Assessment of platelet‐derived thrombogenicity with the total thrombus‐formation analysis system in coronary artery disease patients receiving antiplatelet therapy

Essentials Total thrombus‐formation analysis system (T‐TAS) quantitatively measures platelet thrombus formation. We examined the utility of T‐TAS in patients with coronary artery disease. T‐TAS can discriminate different types of the antiplatelet therapy in the same measuring method. Genetic background, cytochrome P‐450 2C19 genotypes, also influenced T‐TAS parameters. Summary Background Accurate evaluation of thrombogenicity helps to prevent thrombosis and excessive bleeding.

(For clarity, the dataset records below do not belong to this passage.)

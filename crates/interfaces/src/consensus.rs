use crate::executor::InvalidTransactionError;
use rbtp_primitives::{
    BlockHash, BlockNumber, GotExpected, GotExpectedBoxed, Header, SealedBlock, SealedHeader, B256,
    U256,
};
use rbtp_trie::{StateDb, StateError};
use std::fmt::Debug;

/// The consensus engine contract: header validity, seal verification,
/// difficulty retargeting and reward finalization.
#[auto_impl::auto_impl(&, Arc)]
pub trait Consensus: Debug + Send + Sync {
    /// Validates a header in isolation: bounds that need no parent or state.
    fn validate_header(&self, header: &SealedHeader) -> Result<(), ConsensusError>;

    /// Validates a header against its parent: number, timestamp, gas-limit
    /// drift and difficulty retarget.
    ///
    /// **This should not be called for the genesis block.**
    fn validate_header_against_parent(
        &self,
        header: &SealedHeader,
        parent: &SealedHeader,
    ) -> Result<(), ConsensusError>;

    /// Validates an ascending chain of headers: the first on its own, every
    /// subsequent one against its predecessor.
    fn validate_header_range(&self, headers: &[SealedHeader]) -> Result<(), ConsensusError> {
        let mut headers = headers.iter();
        let Some(mut parent) = headers.next() else { return Ok(()) };
        self.validate_header(parent)?;
        for child in headers {
            self.validate_header(child)?;
            self.validate_header_against_parent(child, parent)?;
            parent = child;
        }
        Ok(())
    }

    /// Verifies the proof-of-work seal: the `(mix_hash, nonce)` pair against
    /// the difficulty target.
    fn validate_seal(&self, header: &SealedHeader) -> Result<(), ConsensusError>;

    /// Validates a block body against its header before execution:
    /// transaction root, ommers hash and the ommer inclusion rules.
    fn validate_block(&self, block: &SealedBlock) -> Result<(), ConsensusError>;

    /// The difficulty a child of `parent` sealed at `timestamp` must carry.
    fn calc_difficulty(&self, parent: &SealedHeader, timestamp: u64) -> U256;

    /// Credits the block reward and ommer bonuses into `state`.
    ///
    /// The caller commits the state afterwards and compares the resulting
    /// root against the header.
    fn finalize(
        &self,
        header: &Header,
        ommers: &[Header],
        state: &mut StateDb,
    ) -> Result<(), ConsensusError>;
}

/// Consensus errors.
#[derive(Debug, thiserror::Error, Clone, PartialEq, Eq)]
pub enum ConsensusError {
    /// The gas used in the header exceeds its own gas limit.
    #[error("block used gas ({gas_used}) is greater than gas limit ({gas_limit})")]
    HeaderGasUsedExceedsGasLimit {
        /// The gas used in the block header.
        gas_used: u64,
        /// The gas limit in the block header.
        gas_limit: u64,
    },

    /// The declared gas limit is below the protocol minimum.
    #[error("gas limit {gas_limit} is below the minimum")]
    GasLimitBelowMinimum {
        /// The gas limit in the block header.
        gas_limit: u64,
    },

    /// The child gas limit grew faster than the bound divisor allows.
    #[error("child gas_limit {child_gas_limit} max increase is {parent_gas_limit}/1024")]
    GasLimitInvalidIncrease {
        /// The parent gas limit.
        parent_gas_limit: u64,
        /// The child gas limit.
        child_gas_limit: u64,
    },

    /// The child gas limit shrank faster than the bound divisor allows.
    #[error("child gas_limit {child_gas_limit} max decrease is {parent_gas_limit}/1024")]
    GasLimitInvalidDecrease {
        /// The parent gas limit.
        parent_gas_limit: u64,
        /// The child gas limit.
        child_gas_limit: u64,
    },

    /// The block's timestamp is not strictly after its parent's.
    #[error("block timestamp {timestamp} is not after parent timestamp {parent_timestamp}")]
    TimestampIsInPast {
        /// The parent block's timestamp.
        parent_timestamp: u64,
        /// The block's timestamp.
        timestamp: u64,
    },

    /// The block's timestamp drifts too far past our clock.
    #[error("block timestamp {timestamp} is in the future compared to our clock time {present_timestamp}")]
    TimestampIsInFuture {
        /// The block's timestamp.
        timestamp: u64,
        /// The current timestamp.
        present_timestamp: u64,
    },

    /// The block number does not follow the parent's.
    #[error(
        "block number {block_number} does not match parent block number {parent_block_number}"
    )]
    ParentBlockNumberMismatch {
        /// The parent block number.
        parent_block_number: BlockNumber,
        /// The block number.
        block_number: BlockNumber,
    },

    /// The parent of a block is not known.
    #[error("block parent [hash={hash}] is not known")]
    ParentUnknown {
        /// The hash of the unknown parent block.
        hash: BlockHash,
    },

    /// The parent hash does not match the expected parent hash.
    #[error("mismatched parent hash: {0}")]
    ParentHashMismatch(GotExpectedBoxed<B256>),

    /// The header's difficulty does not match the retarget calculation.
    #[error("mismatched block difficulty: {0}")]
    DifficultyDiff(GotExpectedBoxed<U256>),

    /// The `(mix_hash, nonce)` pair fails the proof-of-work check.
    #[error("invalid proof-of-work seal")]
    InvalidSeal,

    /// The extra data field exceeds the allowed size.
    #[error("extra data {len} exceeds max length")]
    ExtraDataExceedsMax {
        /// The length of the extra data.
        len: usize,
    },

    /// The ommers hash in the header does not match the body.
    #[error("mismatched block ommer hash: {0}")]
    BodyOmmersHashDiff(GotExpectedBoxed<B256>),

    /// The transaction root in the header does not match the body.
    #[error("mismatched block transaction root: {0}")]
    BodyTransactionRootDiff(GotExpectedBoxed<B256>),

    /// The state root in the header does not match the executed state.
    #[error("mismatched block state root: {0}")]
    BodyStateRootDiff(GotExpectedBoxed<B256>),

    /// The receipts root in the header does not match the executed receipts.
    #[error("mismatched block receipts root: {0}")]
    BodyReceiptsRootDiff(GotExpectedBoxed<B256>),

    /// The header bloom does not match the union of receipt blooms.
    #[error("mismatched block bloom filter")]
    BodyBloomDiff,

    /// The header gas used does not match the executed gas.
    #[error("mismatched block gas used: {0}")]
    BlockGasUsedDiff(GotExpected<u64>),

    /// A block included more ommers than allowed.
    #[error("too many ommers: {count}")]
    TooManyOmmers {
        /// Number of ommers in the block.
        count: usize,
    },

    /// An ommer reaches back further than the allowed depth.
    #[error("ommer {hash} is too old")]
    OmmerTooOld {
        /// The ommer's hash.
        hash: BlockHash,
    },

    /// The same ommer was included twice, or the ommer is an ancestor.
    #[error("duplicate or ancestral ommer {hash}")]
    DuplicateOmmer {
        /// The ommer's hash.
        hash: BlockHash,
    },

    /// An included ommer's header fails validation.
    #[error("invalid ommer header {hash}")]
    InvalidOmmerHeader {
        /// The ommer's hash.
        hash: BlockHash,
    },

    /// A transaction signer failed to recover.
    #[error("transaction signer recovery error")]
    TransactionSignerRecoveryError,

    /// A transaction violates consensus rules.
    #[error(transparent)]
    InvalidTransaction(#[from] InvalidTransactionError),

    /// State access failed while finalizing.
    #[error(transparent)]
    State(#[from] StateError),
}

The total thrombus‐formation analysis system (T‐TAS) was developed for quantitative analysis of platelet thrombus formation by the use of microchips with thrombogenic surfaces (collagen, platelet chip [PL‐chip]; collagen plus tissue factor, atherome chip [AR‐chip]). We examined the utility of the T‐TAS in the assessment of the efficacy of antiplatelet therapy in patients with coronary artery disease (CAD). Methods and Results In this cross‐sectional study, 372 consecutive patients admitted to the cardiovascular department were divided into three groups: patients not receiving any antiplatelet therapy (control, n = 56), patients receiving aspirin only (n = 69), and patients receiving aspirin and clopidogrel (n = 149). Blood samples were used for the T‐TAS to measure the platelet thrombus‐formation area under the curve (AUC) at various shear rates (1500 s−1 [PL18‐AUC10] and 2000 s−1 [PL24‐AUC10] for the PL‐chip; 300 s−1 [AR10‐AUC30] for the AR‐chip). The on‐clopidogrel platelet aggregation was measured by the use of P2Y12 reaction units (PRUs) with the VerifyNow system. The mean PL24‐AUC10 levels were 358 ± 111 (± standard deviation) (95% confidence interval [CI] 328.9–387.1) in the control group, 256 ± 108 (95% CI 230.5–281.5) in the aspirin group, and 113 ± 91 (95% CI 98.4–127.6) in the aspirin/clopidogrel group. In the aspirin/clopidogrel group, the PL24‐AUC10 was higher in poor metabolizers (PMs) with cytochrome P450 2C19(CYP2C19) polymorphisms (152 ± 112, 95% CI 103.4–200.6) than in the non‐PM group (87 ± 74, 95% CI 73.8–100.2). Conclusions Our findings suggest that the PL24‐AUC10 level measured by the T‐TAS is a potentially suitable index for the assessment of antiplatelet therapy in CAD patients.